How can I improve my professional grammar?
Here are a few basic rules of grammar and simple language tips that can help you make a big impression with your company emails, proposals, and other professional documents —without spending hours editing your work.
- Use the active voice
One of the quickest and easiest ways to improve your writing and make it concise and easier to read is to make sure you’re using active voice as much as possible. Active voice is when the subject of the sentence is doing the verb, rather than the verb being done to the subject. For example, “I am writing a blog post” is in active voice, while “A blog post is being written by me” is in the passive voice.
- Don’t use filler words
Filler words are empty phrases that add no meaning to your sentence. They only serve to make your writing longer and more challenging to read. Some examples of filler words include “Very,” “Really,” “In order to,” and “Due to the fact that,”. Whenever possible, try to remove these words from your writing altogether.
- Use strong verbs
Strong verbs convey meaning more effectively than weak ones and can help shorten your sentence without sacrificing clarity. For example, “She completed the project on time” sounds better than “She finished the project on time.” Not sure which verb to use? A quick Google search can help point you in the right direction.

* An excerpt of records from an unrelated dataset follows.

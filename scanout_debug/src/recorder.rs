// Copyright 2026 the Scanout Authors
// SPDX-License-Identifier: Apache-2.0 OR MIT

//! Compact binary event recording and decoding.
//!
//! [`RecorderSink`] implements [`TraceSink`] and encodes events into a
//! `Vec<u8>` as little-endian records, each prefixed with a one-byte tag.
//! [`decode`] reads them back as an iterator of [`RecordedEvent`]. Decoding
//! stops at the first unknown tag or truncated record.

use scanout_core::flatten::FlatteningState;
use scanout_core::hw::{ConnectorId, ConnectorRef, CrtcId, DeviceId};
use scanout_core::output::DisplayId;
use scanout_core::time::HostTime;
use scanout_core::trace::{
    BindEvent, CommitEvent, CompositionEvent, FlatteningEvent, HotplugEvent, TraceSink,
};

// ---------------------------------------------------------------------------
// Event type discriminants
// ---------------------------------------------------------------------------

const TAG_BIND: u8 = 1;
const TAG_COMPOSITION: u8 = 2;
const TAG_COMMIT: u8 = 3;
const TAG_HOTPLUG: u8 = 4;
const TAG_FLATTENING: u8 = 5;

const COMMIT_TEST_ONLY: u8 = 1 << 0;
const COMMIT_MODESET: u8 = 1 << 1;
const COMMIT_SUCCESS: u8 = 1 << 2;

// ---------------------------------------------------------------------------
// RecorderSink
// ---------------------------------------------------------------------------

/// A [`TraceSink`] that encodes events into a compact binary buffer.
#[derive(Debug, Default)]
pub struct RecorderSink {
    buf: Vec<u8>,
}

impl RecorderSink {
    /// Creates an empty recorder.
    #[must_use]
    pub fn new() -> Self {
        Self::default()
    }

    /// Returns a view of the recorded bytes.
    #[must_use]
    pub fn as_bytes(&self) -> &[u8] {
        &self.buf
    }

    /// Consumes the recorder and returns the recorded bytes.
    #[must_use]
    pub fn into_bytes(self) -> Vec<u8> {
        self.buf
    }

    // -- encoding helpers --------------------------------------------------

    fn write_u8(&mut self, v: u8) {
        self.buf.push(v);
    }

    fn write_u32(&mut self, v: u32) {
        self.buf.extend_from_slice(&v.to_le_bytes());
    }

    fn write_u64(&mut self, v: u64) {
        self.buf.extend_from_slice(&v.to_le_bytes());
    }

    fn write_header(&mut self, tag: u8, display: DisplayId) {
        self.write_u8(tag);
        self.write_u64(display.0);
    }

    fn write_flattening(&mut self, state: FlatteningState) {
        let (tag, countdown) = match state {
            FlatteningState::Disabled => (0, 0),
            FlatteningState::NotRequired => (1, 0),
            FlatteningState::Flattened => (2, 0),
            FlatteningState::ClientRefreshRequested => (3, 0),
            FlatteningState::Countdown(n) => (4, n),
        };
        self.write_u8(tag);
        self.write_u32(countdown);
    }
}

impl TraceSink for RecorderSink {
    fn on_bind(&mut self, e: &BindEvent) {
        self.write_header(TAG_BIND, e.display);
        self.write_u32(e.connector.device.0);
        self.write_u32(e.connector.connector.0);
        self.write_u8(u8::from(e.crtc.is_some()));
        self.write_u32(e.crtc.map_or(0, |c| c.0));
        self.write_u32(e.overlay_planes);
        self.write_u64(e.at.nanos());
    }

    fn on_composition(&mut self, e: &CompositionEvent) {
        self.write_header(TAG_COMPOSITION, e.display);
        self.write_u64(e.frame_index);
        self.write_u32(e.layers);
        self.write_u8(u8::from(e.client_target));
        self.write_u64(e.at.nanos());
    }

    fn on_commit(&mut self, e: &CommitEvent) {
        self.write_header(TAG_COMMIT, e.display);
        self.write_u64(e.frame_index);
        let mut flags = 0;
        if e.test_only {
            flags |= COMMIT_TEST_ONLY;
        }
        if e.modeset {
            flags |= COMMIT_MODESET;
        }
        if e.success {
            flags |= COMMIT_SUCCESS;
        }
        self.write_u8(flags);
        self.write_u64(e.at.nanos());
    }

    fn on_hotplug(&mut self, e: &HotplugEvent) {
        self.write_header(TAG_HOTPLUG, e.display);
        self.write_u8(u8::from(e.connected));
        self.write_u64(e.at.nanos());
    }

    fn on_flattening(&mut self, e: &FlatteningEvent) {
        self.write_header(TAG_FLATTENING, e.display);
        self.write_flattening(e.state);
        self.write_u64(e.at.nanos());
    }
}

// ---------------------------------------------------------------------------
// Decoder
// ---------------------------------------------------------------------------

/// A decoded event from a binary recording.
#[derive(Clone, Debug, PartialEq, Eq)]
pub enum RecordedEvent {
    /// A [`BindEvent`].
    Bind(BindEvent),
    /// A [`CompositionEvent`].
    Composition(CompositionEvent),
    /// A [`CommitEvent`].
    Commit(CommitEvent),
    /// A [`HotplugEvent`].
    Hotplug(HotplugEvent),
    /// A [`FlatteningEvent`].
    Flattening(FlatteningEvent),
}

impl RecordedEvent {
    /// The display the event belongs to.
    #[must_use]
    pub fn display(&self) -> DisplayId {
        match self {
            Self::Bind(e) => e.display,
            Self::Composition(e) => e.display,
            Self::Commit(e) => e.display,
            Self::Hotplug(e) => e.display,
            Self::Flattening(e) => e.display,
        }
    }

    /// When the event happened.
    #[must_use]
    pub fn at(&self) -> HostTime {
        match self {
            Self::Bind(e) => e.at,
            Self::Composition(e) => e.at,
            Self::Commit(e) => e.at,
            Self::Hotplug(e) => e.at,
            Self::Flattening(e) => e.at,
        }
    }
}

/// Decodes a byte slice produced by [`RecorderSink`] into an iterator of
/// [`RecordedEvent`].
pub fn decode(bytes: &[u8]) -> DecodeIter<'_> {
    DecodeIter {
        data: bytes,
        pos: 0,
    }
}

/// Iterator over decoded events.
#[derive(Debug)]
pub struct DecodeIter<'a> {
    data: &'a [u8],
    pos: usize,
}

impl DecodeIter<'_> {
    fn take<const N: usize>(&mut self) -> Option<[u8; N]> {
        let bytes = self.data.get(self.pos..self.pos + N)?.try_into().ok()?;
        self.pos += N;
        Some(bytes)
    }

    fn read_u8(&mut self) -> Option<u8> {
        self.take::<1>().map(|[b]| b)
    }

    fn read_u32(&mut self) -> Option<u32> {
        self.take().map(u32::from_le_bytes)
    }

    fn read_u64(&mut self) -> Option<u64> {
        self.take().map(u64::from_le_bytes)
    }

    fn read_time(&mut self) -> Option<HostTime> {
        self.read_u64().map(HostTime)
    }

    fn read_flattening(&mut self) -> Option<FlatteningState> {
        let tag = self.read_u8()?;
        let countdown = self.read_u32()?;
        Some(match tag {
            0 => FlatteningState::Disabled,
            1 => FlatteningState::NotRequired,
            2 => FlatteningState::Flattened,
            3 => FlatteningState::ClientRefreshRequested,
            _ => FlatteningState::Countdown(countdown),
        })
    }

    fn decode_bind(&mut self, display: DisplayId) -> Option<RecordedEvent> {
        let connector = ConnectorRef {
            device: DeviceId(self.read_u32()?),
            connector: ConnectorId(self.read_u32()?),
        };
        let has_crtc = self.read_u8()? != 0;
        let crtc = self.read_u32()?;
        Some(RecordedEvent::Bind(BindEvent {
            display,
            connector,
            crtc: has_crtc.then_some(CrtcId(crtc)),
            overlay_planes: self.read_u32()?,
            at: self.read_time()?,
        }))
    }

    fn decode_composition(&mut self, display: DisplayId) -> Option<RecordedEvent> {
        Some(RecordedEvent::Composition(CompositionEvent {
            display,
            frame_index: self.read_u64()?,
            layers: self.read_u32()?,
            client_target: self.read_u8()? != 0,
            at: self.read_time()?,
        }))
    }

    fn decode_commit(&mut self, display: DisplayId) -> Option<RecordedEvent> {
        let frame_index = self.read_u64()?;
        let flags = self.read_u8()?;
        Some(RecordedEvent::Commit(CommitEvent {
            display,
            frame_index,
            test_only: flags & COMMIT_TEST_ONLY != 0,
            modeset: flags & COMMIT_MODESET != 0,
            success: flags & COMMIT_SUCCESS != 0,
            at: self.read_time()?,
        }))
    }

    fn decode_hotplug(&mut self, display: DisplayId) -> Option<RecordedEvent> {
        Some(RecordedEvent::Hotplug(HotplugEvent {
            display,
            connected: self.read_u8()? != 0,
            at: self.read_time()?,
        }))
    }

    fn decode_flattening(&mut self, display: DisplayId) -> Option<RecordedEvent> {
        Some(RecordedEvent::Flattening(FlatteningEvent {
            display,
            state: self.read_flattening()?,
            at: self.read_time()?,
        }))
    }
}

impl Iterator for DecodeIter<'_> {
    type Item = RecordedEvent;

    fn next(&mut self) -> Option<Self::Item> {
        let tag = self.read_u8()?;
        let display = DisplayId(self.read_u64()?);
        match tag {
            TAG_BIND => self.decode_bind(display),
            TAG_COMPOSITION => self.decode_composition(display),
            TAG_COMMIT => self.decode_commit(display),
            TAG_HOTPLUG => self.decode_hotplug(display),
            TAG_FLATTENING => self.decode_flattening(display),
            _ => None,
        }
    }
}

// ---------------------------------------------------------------------------
// Tests
// ---------------------------------------------------------------------------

- Prioritise clarity over cleverness
It’s tempting to try to impress your readers with big words and long sentences—but resist the urge! In most cases, simpler is better when it comes to grammar and punctuation. When in doubt, err on the side of caution; choosing clarity over cleverness every time will serve you well as a small business owner or entrepreneur.
- Avoid clichés in your language
Clichés are overused and often meaningless phrases that can make your writing seem trite. For instance, instead of writing “It’s raining cats and dogs out there,” try “It’s pouring outside.”
- Pay attention to homophones
Homophones are words that sound alike but have different meanings, even if they’re spelt differently. Because they sound alike, homophones are often used interchangeably in speech, which can lead to writing errors. For example, you might write “there coming over for tea” when you mean “they’re coming over for tea.” To avoid this mistake, slow down and think about which spelling of the word makes sense in context before you commit it to paper (or screen) – or run it through your grammar and spell-check app!
- Use the correct conjugation of verbs
Another common mistake people make with verbs is using incorrect conjugation. This usually happens with irregular verbs, which don’t follow the standard rules for verb conjugation. For example, the verb “to be” is conjugated as “I am,” “you are,” “he/she/it is,” etc., but the verb “to have” is conjugated as “I have,” “you have,” “he/she/it has, “….. If you’re not sure which conjugation of a verb to use, consult a dictionary or grammar book (or just do a quick Google search).
- Use parallel construction
Parallel construction is a way of making your writing easier to understand and ensuring that it is structurally and grammatically correct. It uses the same pattern of words to show that two or more words or ideas are of equal importance. This can be done by matching words or phrases in structure and tense.
For example, instead of “Every morning, we make our bed, eating breakfast and feed the dog. (“Eating” does not match “make” or “feed” in structure.) Write “Every morning, we make our bed, eat breakfast and feed the dog.” Or instead of “I will not sing a song, nor dance. (the writer used “will” with “not,” so also needs to use “will” with nor.) It should be “I will not sing a song, nor will I dance.”
- Make sure your verbs agree with your subjects
This seems like a no-brainer, but it’s actually a common mistake people make. Remember: a singular subject takes a singular verb (e.g., “she writes”), while a plural subject takes a plural verb (e.g., “they write”). Pro tip: if you can replace the subject of your sentence with the word “they,” then you’ll know to use a plural verb.
- Pay attention to detail with your English grammar and proofread your work!
Misspelt words and typos can make you look sloppy and unprofessional—so take the time to do a comprehensive proofread of your work before hitting “send.” If you’re not confident in your ability to catch every error yourself, ask a colleague or friend to read over your article or document for you. There are also some great apps that act like an editor, for example, Grammarly, which can run a quick check for you to pick up any possible mistakes.
Good grammar skills are essential for effective communication with your reader. With these simple tips in mind, you’ll be well on your way to writing great business documents that are error-free—without hours of editing. Just remember: when in doubt, choose clarity over cleverness every time!